La svolta avvicina gli scienziati alla propulsione a fusione, una tecnologia che imita le reazioni energetiche che alimentano il Sole.
Un team di scienziati britannici è riuscito ad ottenere l'accensione di plasma all'interno di un motore a razzo a fusione nucleare. Secondo i ricercatori si tratta della prima volta, un passo enorme che un giorno potrebbe rendere molto più veloci i viaggi attraverso il sistema solare e verso Marte.
Pulsar Fusion ha annunciato il traguardo durante una diretta alla conferenza MARS di Amazon, organizzata questa settimana in California da Jeff Bezos. L'amministratore delegato Richard Dinan lo ha definito un "momento eccezionale" per l'azienda.

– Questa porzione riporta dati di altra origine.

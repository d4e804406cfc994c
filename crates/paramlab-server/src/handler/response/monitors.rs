//! Health response types.

use jiff::Timestamp;
use serde::{Deserialize, Serialize};

/// Health of the service and the configuration it currently serves.
#[must_use]
#[derive(Debug, Clone, PartialEq, Eq, Serialize, Deserialize)]
pub struct HealthResponse {
    /// `false` once the resolver has been closed for shutdown.
    pub is_healthy: bool,
    /// Generation of the active configuration snapshot, starting at 1.
    pub generation: u64,
    /// When the active snapshot was loaded.
    pub loaded_at: Timestamp,
    /// Whether `POST /config/reload` can re-read the documents.
    pub reloadable: bool,
    pub updated_at: Timestamp,
}
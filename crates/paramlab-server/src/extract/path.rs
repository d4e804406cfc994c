//! Path parameter extractor.

use axum::extract::rejection::PathRejection;
use axum::extract::{FromRequestParts, Path as AxumPath};
use axum::http::request::Parts;
use derive_more::{Deref, DerefMut, From};
use serde::de::DeserializeOwned;

use crate::handler::{Error, ErrorKind};

/// [`axum::extract::Path`] with rejections converted into [`Error`].
///
/// Percent-encoded segments are decoded, so `RAG-based%20QA` arrives as
/// `RAG-based QA`.
#[must_use]
#[derive(Debug, Clone, Copy, Default, Deref, DerefMut, From)]
pub struct Path<T>(pub T);

impl<T> Path<T> {
    #[inline]
    pub fn into_inner(self) -> T {
        self.0
    }
}

impl<T, S> FromRequestParts<S> for Path<T>
where
    T: DeserializeOwned + Send + 'static,
    S: Send + Sync,
{
    type Rejection = Error<'static>;

    async fn from_request_parts(parts: &mut Parts, state: &S) -> Result<Self, Self::Rejection> {
        let extractor =
            <AxumPath<T> as FromRequestParts<S>>::from_request_parts(parts, state).await;
        extractor.map(|x| Self(x.0)).map_err(Into::into)
    }
}

impl From<PathRejection> for Error<'static> {
    fn from(rejection: PathRejection) -> Self {
        match rejection {
            PathRejection::FailedToDeserializePathParams(err) => ErrorKind::BadRequest
                .with_message("Invalid path parameter format")
                .with_context(err.body_text()),
            PathRejection::MissingPathParams(err) => ErrorKind::MissingPathParam
                .with_message("Required path parameter missing")
                .with_context(err.body_text()),
            other => ErrorKind::InternalServerError
                .with_message("Path processing failed")
                .with_context(other.body_text()),
        }
    }
}
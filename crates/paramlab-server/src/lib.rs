#![forbid(unsafe_code)]
#![cfg_attr(docsrs, feature(doc_cfg))]
#![doc = include_str!("../README.md")]

pub mod extract;
pub mod handler;
pub mod middleware;
pub mod service;

pub use crate::handler::{Error, ErrorKind, Result};

/// Tracing target for request handlers.
pub const TRACING_TARGET_HANDLER: &str = "paramlab_server::handler";

/// Tracing target for configuration reloads triggered over HTTP.
pub const TRACING_TARGET_RELOAD: &str = "paramlab_server::reload";

/// Error recovery including middleware errors and request failures.
pub const TRACING_TARGET_RECOVERY_ERROR: &str = "paramlab_server::recovery::error";

/// Panic recovery including handler panics and service failures.
pub const TRACING_TARGET_RECOVERY_PANIC: &str = "paramlab_server::recovery::panic";
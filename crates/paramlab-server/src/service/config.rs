use std::path::PathBuf;

#[cfg(feature = "config")]
use clap::Args;
use paramlab_core::{ConfigResolver, ConfigSources};
use serde::{Deserialize, Serialize};

use crate::service::Result;

/// Where the resolver reads its documents from.
#[derive(Debug, Clone, Default, Serialize, Deserialize)]
#[cfg_attr(feature = "config", derive(Args))]
#[must_use = "config does nothing unless you use it"]
pub struct ResolverConfig {
    /// Directory holding `parameters.json`, `task_overrides.json`,
    /// `tasks.json` and `models.json`.
    ///
    /// Without it the documents bundled with the binary are served, and
    /// reloads re-read those.
    #[cfg_attr(feature = "config", arg(long, env = "PARAMLAB_CONFIG_DIR"))]
    pub config_dir: Option<PathBuf>,
}

impl ResolverConfig {
    /// Reads documents from `dir`.
    pub fn with_config_dir(dir: impl Into<PathBuf>) -> Self {
        Self {
            config_dir: Some(dir.into()),
        }
    }

    pub fn sources(&self) -> ConfigSources {
        match &self.config_dir {
            Some(dir) => ConfigSources::from_dir(dir),
            None => ConfigSources::builtin(),
        }
    }

    /// Loads every document.
    ///
    /// # Errors
    ///
    /// Returns the first document that fails to load or validate.
    pub fn load_resolver(&self) -> Result<ConfigResolver> {
        ConfigResolver::load(self.sources())
    }
}

#[cfg(test)]
mod tests {
    use paramlab_core::DocumentSource;

    use super::*;

    #[test]
    fn defaults_to_bundled_documents() {
        let config = ResolverConfig::default();
        assert!(matches!(config.sources().parameters, DocumentSource::Inline { .. }));
        assert!(config.load_resolver().is_ok());
    }

    #[test]
    fn missing_directory_fails_to_load() {
        let dir = tempfile::tempdir().unwrap();
        let config = ResolverConfig::with_config_dir(dir.path().join("absent"));
        let error = config.load_resolver().unwrap_err();
        assert!(error.is_load_error());
    }
}
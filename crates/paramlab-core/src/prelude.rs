//! Convenient re-exports for common use.

pub use crate::error::{Error, Result};
pub use crate::models::ModelRole;
pub use crate::param::{ParamValue, Stage, ValueType, WidgetKind};
pub use crate::resolver::{
    ConfigResolver, PipelineEdits, ResolvedParameter, StageResolution, TaskResolution,
};
pub use crate::source::ConfigSources;
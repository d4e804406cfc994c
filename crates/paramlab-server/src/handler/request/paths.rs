//! Path parameter types for HTTP handlers.
//!
//! Stages and roles are kept as strings here and parsed by the handlers, so
//! an unknown name answers 404 like an unknown task does.

use serde::{Deserialize, Serialize};

/// Path parameters for task-level operations.
#[must_use]
#[derive(Debug, Serialize, Deserialize)]
pub struct TaskPathParams {
    /// Registered task name, e.g. `RAG-based QA`.
    pub task: String,
}

/// Path parameters for one stage of a task.
#[must_use]
#[derive(Debug, Serialize, Deserialize)]
pub struct StagePathParams {
    pub task: String,
    /// Stage name; the legacy `*_parameters` spellings are accepted.
    pub stage: String,
}

/// Path parameters for one parameter of a stage.
#[must_use]
#[derive(Debug, Serialize, Deserialize)]
pub struct ParameterPathParams {
    pub task: String,
    pub stage: String,
    pub parameter: String,
}

/// Path parameters for model listings.
#[must_use]
#[derive(Debug, Serialize, Deserialize)]
pub struct RolePathParams {
    /// `encoder`, `decoder` or `encoder_decoder`.
    pub role: String,
}
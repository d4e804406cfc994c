//! Catalog document entries and their conversion into [`ParameterSpec`]s.

use serde::Deserialize;

use crate::param::{
    Bounds, Control, Numeric, ParamValue, ParameterSpec, SpecField, SpecViolation, ValueType,
    WidgetKind,
};

/// One parameter entry exactly as the catalog document spells it.
#[derive(Debug, Deserialize)]
pub(crate) struct RawParameter {
    #[serde(default)]
    label: Option<String>,
    #[serde(rename = "type")]
    widget: WidgetKind,
    #[serde(default)]
    value_type: Option<ValueType>,
    #[serde(default)]
    ideal: Option<ParamValue>,
    #[serde(default)]
    options: Option<Vec<String>>,
    #[serde(default)]
    min: Option<ParamValue>,
    #[serde(default)]
    max: Option<ParamValue>,
    #[serde(default)]
    step: Option<ParamValue>,
    #[serde(default)]
    info: Option<String>,
    #[serde(default, rename = "ideal_value_reason")]
    rationale: Option<String>,
}

impl RawParameter {
    /// Builds a validated specification named `name`.
    pub(crate) fn into_spec(self, name: &str) -> Result<ParameterSpec, SpecViolation> {
        let value_type = self.value_type.unwrap_or_else(|| self.inferred_value_type());
        let widget = self.widget;

        let control = match widget {
            WidgetKind::Slider | WidgetKind::Number => {
                if !value_type.is_numeric() {
                    return Err(SpecViolation::WidgetTypeMismatch { widget, value_type });
                }
                reject(self.options.is_some(), SpecField::Options, widget)?;

                let min = required(self.min, SpecField::Min, widget)?;
                let min = coerce(&min, SpecField::Min, value_type)?;
                let max = required(self.max, SpecField::Max, widget)?;
                let max = coerce(&max, SpecField::Max, value_type)?;
                let step = self
                    .step
                    .map(|step| coerce(&step, SpecField::Step, value_type))
                    .transpose()?;
                let ideal = required(self.ideal, SpecField::DefaultValue, widget)?;
                let default = coerce(&ideal, SpecField::DefaultValue, value_type)?;

                let numeric = Numeric {
                    value_type,
                    bounds: Bounds { min, max, step },
                    default,
                };
                if widget == WidgetKind::Slider {
                    Control::Slider(numeric)
                } else {
                    Control::Number(numeric)
                }
            }
            WidgetKind::Checkbox => {
                if value_type != ValueType::Bool {
                    return Err(SpecViolation::WidgetTypeMismatch { widget, value_type });
                }
                self.reject_bounds()?;
                reject(self.options.is_some(), SpecField::Options, widget)?;

                let ideal = required(self.ideal, SpecField::DefaultValue, widget)?;
                let default = coerce(&ideal, SpecField::DefaultValue, value_type)?
                    .as_bool()
                    .unwrap_or_default();
                Control::Checkbox { default }
            }
            WidgetKind::Dropdown => {
                if value_type != ValueType::String {
                    return Err(SpecViolation::WidgetTypeMismatch { widget, value_type });
                }
                self.reject_bounds()?;

                let options = required(self.options, SpecField::Options, widget)?;
                let ideal = required(self.ideal, SpecField::DefaultValue, widget)?;
                let default = text(&ideal, value_type)?;
                Control::Dropdown { options, default }
            }
            WidgetKind::Text => {
                if value_type != ValueType::String {
                    return Err(SpecViolation::WidgetTypeMismatch { widget, value_type });
                }
                self.reject_bounds()?;
                reject(self.options.is_some(), SpecField::Options, widget)?;

                let ideal = required(self.ideal, SpecField::DefaultValue, widget)?;
                let default = text(&ideal, value_type)?;
                Control::Text { default }
            }
        };

        let mut spec = ParameterSpec::new(name, control)?;
        if let Some(label) = self.label {
            spec = spec.with_label(label);
        }
        if let Some(info) = self.info {
            spec = spec.with_info(info);
        }
        if let Some(rationale) = self.rationale {
            spec = spec.with_rationale(rationale);
        }
        Ok(spec)
    }

    /// Picks a value type for entries that do not declare one.
    fn inferred_value_type(&self) -> ValueType {
        match self.widget {
            WidgetKind::Checkbox => ValueType::Bool,
            WidgetKind::Dropdown | WidgetKind::Text => ValueType::String,
            WidgetKind::Slider | WidgetKind::Number => {
                let all_integers = [&self.ideal, &self.min, &self.max, &self.step]
                    .into_iter()
                    .flatten()
                    .all(|value| matches!(value, ParamValue::Int(_)));
                if all_integers {
                    ValueType::Int
                } else {
                    ValueType::Float
                }
            }
        }
    }

    fn reject_bounds(&self) -> Result<(), SpecViolation> {
        reject(self.min.is_some(), SpecField::Min, self.widget)?;
        reject(self.max.is_some(), SpecField::Max, self.widget)?;
        reject(self.step.is_some(), SpecField::Step, self.widget)
    }
}

fn required<T>(value: Option<T>, field: SpecField, widget: WidgetKind) -> Result<T, SpecViolation> {
    value.ok_or(SpecViolation::MissingField { field, widget })
}

fn reject(present: bool, field: SpecField, widget: WidgetKind) -> Result<(), SpecViolation> {
    if present {
        Err(SpecViolation::InapplicableField { field, widget })
    } else {
        Ok(())
    }
}

/// Strictly converts a document value for `field`.
pub(crate) fn coerce(
    value: &ParamValue,
    field: SpecField,
    expected: ValueType,
) -> Result<ParamValue, SpecViolation> {
    value
        .coerce(expected)
        .ok_or_else(|| SpecViolation::TypeMismatch {
            field,
            expected,
            found: value.clone(),
        })
}

fn text(value: &ParamValue, expected: ValueType) -> Result<String, SpecViolation> {
    match value {
        ParamValue::Text(text) => Ok(text.clone()),
        other => Err(SpecViolation::TypeMismatch {
            field: SpecField::DefaultValue,
            expected,
            found: other.clone(),
        }),
    }
}
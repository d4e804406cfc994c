//! Cross-origin resource sharing.

use std::time::Duration;

use axum::Router;
use axum::http::Method;
use axum::http::header::{self, HeaderValue};
#[cfg(feature = "config")]
use clap::Args;
use serde::{Deserialize, Serialize};
use tower_http::cors::CorsLayer;

/// Origins allowed when none are configured.
const LOCALHOST_ORIGINS: [&str; 5] = [
    "http://localhost:3000",
    "http://localhost:8080",
    "http://127.0.0.1:3000",
    "http://127.0.0.1:8080",
    "http://localhost:5173",
];

/// Extension trait for `axum::`[`Router`] to apply CORS rules.
pub trait RouterSecurityExt<S> {
    fn with_security(self, cors: &CorsConfig) -> Self;

    /// Uses development-friendly localhost origins.
    fn with_default_security(self) -> Self;
}

impl<S> RouterSecurityExt<S> for Router<S>
where
    S: Clone + Send + Sync + 'static,
{
    fn with_security(self, cors: &CorsConfig) -> Self {
        let cors_layer = CorsLayer::new()
            .allow_origin(cors.to_header_values())
            .allow_methods([Method::GET, Method::POST])
            .allow_headers([header::CONTENT_TYPE, header::ACCEPT])
            .allow_credentials(cors.allow_credentials)
            .max_age(cors.max_age());

        self.layer(cors_layer)
    }

    fn with_default_security(self) -> Self {
        self.with_security(&CorsConfig::default())
    }
}

/// CORS (Cross-Origin Resource Sharing) configuration.
#[derive(Debug, Clone, Serialize, Deserialize)]
#[cfg_attr(feature = "config", derive(Args))]
#[must_use = "config does nothing unless you use it"]
pub struct CorsConfig {
    /// List of allowed CORS origins.
    ///
    /// If empty, defaults to localhost origins for development.
    #[cfg_attr(
        feature = "config",
        arg(long, env = "CORS_ORIGINS", value_delimiter = ',')
    )]
    pub allowed_origins: Vec<String>,

    /// Maximum age for CORS preflight requests in seconds.
    #[cfg_attr(
        feature = "config",
        arg(long, env = "CORS_MAX_AGE", default_value = "3600")
    )]
    pub max_age_seconds: u64,

    /// Whether to allow credentials in CORS requests.
    #[cfg_attr(
        feature = "config",
        arg(long, env = "CORS_ALLOW_CREDENTIALS", default_value = "false")
    )]
    pub allow_credentials: bool,
}

impl Default for CorsConfig {
    fn default() -> Self {
        Self {
            allowed_origins: Vec::new(),
            max_age_seconds: 3600,
            allow_credentials: false,
        }
    }
}

impl CorsConfig {
    pub fn max_age(&self) -> Duration {
        Duration::from_secs(self.max_age_seconds)
    }

    /// Converts configured origins to header values, skipping invalid ones.
    pub fn to_header_values(&self) -> Vec<HeaderValue> {
        if self.allowed_origins.is_empty() {
            LOCALHOST_ORIGINS
                .into_iter()
                .map(HeaderValue::from_static)
                .collect()
        } else {
            self.allowed_origins
                .iter()
                .filter_map(|origin| origin.parse().ok())
                .collect()
        }
    }
}

#[cfg(test)]
mod tests {
    use super::*;

    #[test]
    fn empty_origins_fall_back_to_localhost() {
        let origins = CorsConfig::default().to_header_values();
        assert_eq!(origins.len(), LOCALHOST_ORIGINS.len());
    }

    #[test]
    fn invalid_origins_are_skipped() {
        let config = CorsConfig {
            allowed_origins: vec!["https://example.com".into(), "bad\norigin".into()],
            ..CorsConfig::default()
        };
        assert_eq!(config.to_header_values().len(), 1);
    }

    #[test]
    fn layer_builds() {
        let _router: Router = Router::new().with_default_security();
    }
}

Il team è riuscito a creare il plasma, uno stato della materia estremamente caldo e carico elettricamente, spesso definito il quarto stato della materia. Ci è riuscito utilizzando campi elettrici e magnetici all'interno del prototipo sperimentale iniziale del proprio sistema di scarico a fusione Sunbird.
Il test, svolto presso la sede dell'azienda a Bletchley, nel Regno Unito, è stato trasmesso in diretta in California ed è una prima dimostrazione di come potrebbe funzionare in futuro un motore spaziale alimentato a fusione.
Che cos'è la fusione nucleare e perché è importante?
Secondo la Agenzia internazionale per l'energia atomica (fonte in inglese), la fusione nucleare è «il processo mediante il quale due nuclei atomici leggeri si combinano per formare un unico nucleo più pesante, liberando enormi quantità di energia».
In sostanza funziona in modo simile al processo che alimenta il Sole, come tutte le altre stelle, fondendo gli atomi tra loro per sprigionare grandi quantità di energia.
Sebbene l'idea della fusione nucleare sia stata proposta già negli anni Venti, creare e controllare reazioni di fusione sulla Terra si è rivelato finora molto difficile. A temperature estremamente elevate il plasma deve essere mantenuto stabile. Lo spazio, però, offre temperature estremamente basse e un vuoto quasi perfetto, per questo gli ingegneri ritengono che possa essere l'ambiente ideale per mantenere stabile il plasma.
Se la propulsione a fusione diventerà possibile, potrebbe essere molto più potente dei motori a razzo attuali, fornendo fino a mille volte più spinta rispetto ai sistemi convenzionali utilizzati in orbita e permettendo ai veicoli spaziali di raggiungere velocità di circa 800.000 chilometri orari (500.000 miglia orarie).
Viaggi più veloci verso Marte
A queste velocità le missioni verso Marte potrebbero ridursi da viaggi di diversi mesi a poche settimane.
Viaggi più brevi renderebbero le missioni non solo meno costose e più pratiche, ma potrebbero anche ridurre i principali rischi per la salute affrontati dagli astronauti nello spazio, tra cui l'esposizione alle radiazioni e i lunghi periodi trascorsi in microgravità.
«Con un'economia dello spazio che, secondo le previsioni, supererà i 1.800 miliardi di dollari entro il 2035, un trasporto più rapido nello spazio non è solo un obiettivo scientifico, ma anche economico», ha dichiarato Pulsar Fusion dopo il test.
L'azienda prevede ora ulteriori test del sistema Sunbird per migliorarne le prestazioni. I prossimi aggiornamenti includono magneti superconduttori più potenti, progettati per contenere e controllare meglio il plasma.